──────── ENTRIES PROVIDED ────────
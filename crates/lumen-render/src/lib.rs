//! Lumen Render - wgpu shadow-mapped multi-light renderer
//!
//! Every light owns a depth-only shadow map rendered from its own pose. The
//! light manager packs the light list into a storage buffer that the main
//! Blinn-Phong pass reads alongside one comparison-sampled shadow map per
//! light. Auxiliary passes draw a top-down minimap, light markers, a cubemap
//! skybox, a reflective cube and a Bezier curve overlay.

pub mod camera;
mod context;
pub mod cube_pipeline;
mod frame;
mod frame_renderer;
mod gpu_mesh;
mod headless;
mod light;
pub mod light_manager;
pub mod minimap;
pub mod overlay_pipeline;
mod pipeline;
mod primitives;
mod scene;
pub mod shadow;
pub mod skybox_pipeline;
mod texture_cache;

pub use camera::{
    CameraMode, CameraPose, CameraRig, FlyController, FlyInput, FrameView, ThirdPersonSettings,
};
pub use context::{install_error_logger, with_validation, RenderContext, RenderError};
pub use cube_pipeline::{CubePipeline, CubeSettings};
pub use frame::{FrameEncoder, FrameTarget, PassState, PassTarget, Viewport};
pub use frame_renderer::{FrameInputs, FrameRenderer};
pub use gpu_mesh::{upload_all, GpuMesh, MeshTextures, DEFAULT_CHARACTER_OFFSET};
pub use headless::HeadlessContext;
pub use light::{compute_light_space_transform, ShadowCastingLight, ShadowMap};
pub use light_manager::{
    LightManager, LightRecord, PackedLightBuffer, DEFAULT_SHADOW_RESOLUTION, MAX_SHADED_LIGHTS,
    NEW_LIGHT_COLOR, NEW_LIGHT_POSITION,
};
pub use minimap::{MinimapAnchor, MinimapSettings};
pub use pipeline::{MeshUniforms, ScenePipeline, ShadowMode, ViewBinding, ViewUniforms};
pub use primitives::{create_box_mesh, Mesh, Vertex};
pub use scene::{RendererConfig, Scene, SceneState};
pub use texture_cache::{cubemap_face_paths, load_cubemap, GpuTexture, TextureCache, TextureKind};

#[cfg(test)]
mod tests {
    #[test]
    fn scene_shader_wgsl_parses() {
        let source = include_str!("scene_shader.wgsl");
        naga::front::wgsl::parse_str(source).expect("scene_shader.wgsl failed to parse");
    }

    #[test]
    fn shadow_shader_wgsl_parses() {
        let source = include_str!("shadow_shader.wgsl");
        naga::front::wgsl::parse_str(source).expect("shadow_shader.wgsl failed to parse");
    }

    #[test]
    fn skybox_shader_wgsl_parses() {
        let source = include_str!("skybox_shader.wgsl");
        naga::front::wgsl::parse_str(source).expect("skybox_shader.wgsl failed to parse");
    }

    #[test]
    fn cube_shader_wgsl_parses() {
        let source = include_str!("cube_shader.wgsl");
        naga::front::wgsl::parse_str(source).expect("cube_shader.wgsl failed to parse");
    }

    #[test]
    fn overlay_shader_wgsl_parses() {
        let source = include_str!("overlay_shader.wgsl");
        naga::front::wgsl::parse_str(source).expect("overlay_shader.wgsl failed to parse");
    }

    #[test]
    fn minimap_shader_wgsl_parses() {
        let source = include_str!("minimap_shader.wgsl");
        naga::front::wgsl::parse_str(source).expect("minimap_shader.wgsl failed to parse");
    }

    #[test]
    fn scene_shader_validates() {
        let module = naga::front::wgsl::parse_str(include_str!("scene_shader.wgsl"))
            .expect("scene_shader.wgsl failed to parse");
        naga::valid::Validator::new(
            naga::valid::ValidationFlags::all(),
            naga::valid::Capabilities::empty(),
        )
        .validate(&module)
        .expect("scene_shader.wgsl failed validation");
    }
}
────────
WHAT IS EXPECTED ▸ Nothing in the data should be altered; please repeat it exactly.

EXPECTED ANSWER ▸
filename crates/lumen-render/src/lib.rs
//! Lumen Render - wgpu shadow-mapped multi-light renderer
//!
//! Every light owns a depth-only shadow map rendered from its own pose. The
//! light manager packs the light list into a storage buffer that the main
//! Blinn-Phong pass reads alongside one comparison-sampled shadow map per
//! light. Auxiliary passes draw a top-down minimap, light markers, a cubemap
//! skybox, a reflective cube and a Bezier curve overlay.

pub mod camera;
mod context;
pub mod cube_pipeline;
mod frame;
mod frame_renderer;
mod gpu_mesh;
mod headless;
mod light;
pub mod light_manager;
pub mod minimap;
pub mod overlay_pipeline;
mod pipeline;
mod primitives;
mod scene;
pub mod shadow;
pub mod skybox_pipeline;
mod texture_cache;

pub use camera::{
    CameraMode, CameraPose, CameraRig, FlyController, FlyInput, FrameView, ThirdPersonSettings,
};
pub use context::{install_error_logger, with_validation, RenderContext, RenderError};
pub use cube_pipeline::{CubePipeline, CubeSettings};
pub use frame::{FrameEncoder, FrameTarget, PassState, PassTarget, Viewport};
pub use frame_renderer::{FrameInputs, FrameRenderer};
pub use gpu_mesh::{upload_all, GpuMesh, MeshTextures, DEFAULT_CHARACTER_OFFSET};
pub use headless::HeadlessContext;
pub use light::{compute_light_space_transform, ShadowCastingLight, ShadowMap};
pub use light_manager::{
    LightManager, LightRecord, PackedLightBuffer, DEFAULT_SHADOW_RESOLUTION, MAX_SHADED_LIGHTS,
    NEW_LIGHT_COLOR, NEW_LIGHT_POSITION,
};
pub use minimap::{MinimapAnchor, MinimapSettings};
pub use pipeline::{MeshUniforms, ScenePipeline, ShadowMode, ViewBinding, ViewUniforms};
pub use primitives::{create_box_mesh, Mesh, Vertex};
pub use scene::{RendererConfig, Scene, SceneState};
pub use texture_cache::{cubemap_face_paths, load_cubemap, GpuTexture, TextureCache, TextureKind};

#[cfg(test)]
mod tests {
    #[test]
    fn scene_shader_wgsl_parses() {
        let source = include_str!("scene_shader.wgsl");
        naga::front::wgsl::parse_str(source).expect("scene_shader.wgsl failed to parse");
    }

    #[test]
    fn shadow_shader_wgsl_parses() {
        let source = include_str!("shadow_shader.wgsl");
        naga::front::wgsl::parse_str(source).expect("shadow_shader.wgsl failed to parse");
    }

    #[test]
    fn skybox_shader_wgsl_parses() {
        let source = include_str!("skybox_shader.wgsl");
        naga::front::wgsl::parse_str(source).expect("skybox_shader.wgsl failed to parse");
    }

    #[test]
    fn cube_shader_wgsl_parses() {
        let source = include_str!("cube_shader.wgsl");
        naga::front::wgsl::parse_str(source).expect("cube_shader.wgsl failed to parse");
    }

    #[test]
    fn overlay_shader_wgsl_parses() {
        let source = include_str!("overlay_shader.wgsl");
        naga::front::wgsl::parse_str(source).expect("overlay_shader.wgsl failed to parse");
    }

    #[test]
    fn minimap_shader_wgsl_parses() {
        let source = include_str!("minimap_shader.wgsl");
        naga::front::wgsl::parse_str(source).expect("minimap_shader.wgsl failed to parse");
    }

    #[test]
    fn scene_shader_validates() {
        let module = naga::front::wgsl::parse_str(include_str!("scene_shader.wgsl"))
            .expect("scene_shader.wgsl failed to parse");
        naga::valid::Validator::new(
            naga::valid::ValidationFlags::all(),
            naga::valid::Capabilities::empty(),
        )
        .validate(&module)
        .expect("scene_shader.wgsl failed validation");
    }
}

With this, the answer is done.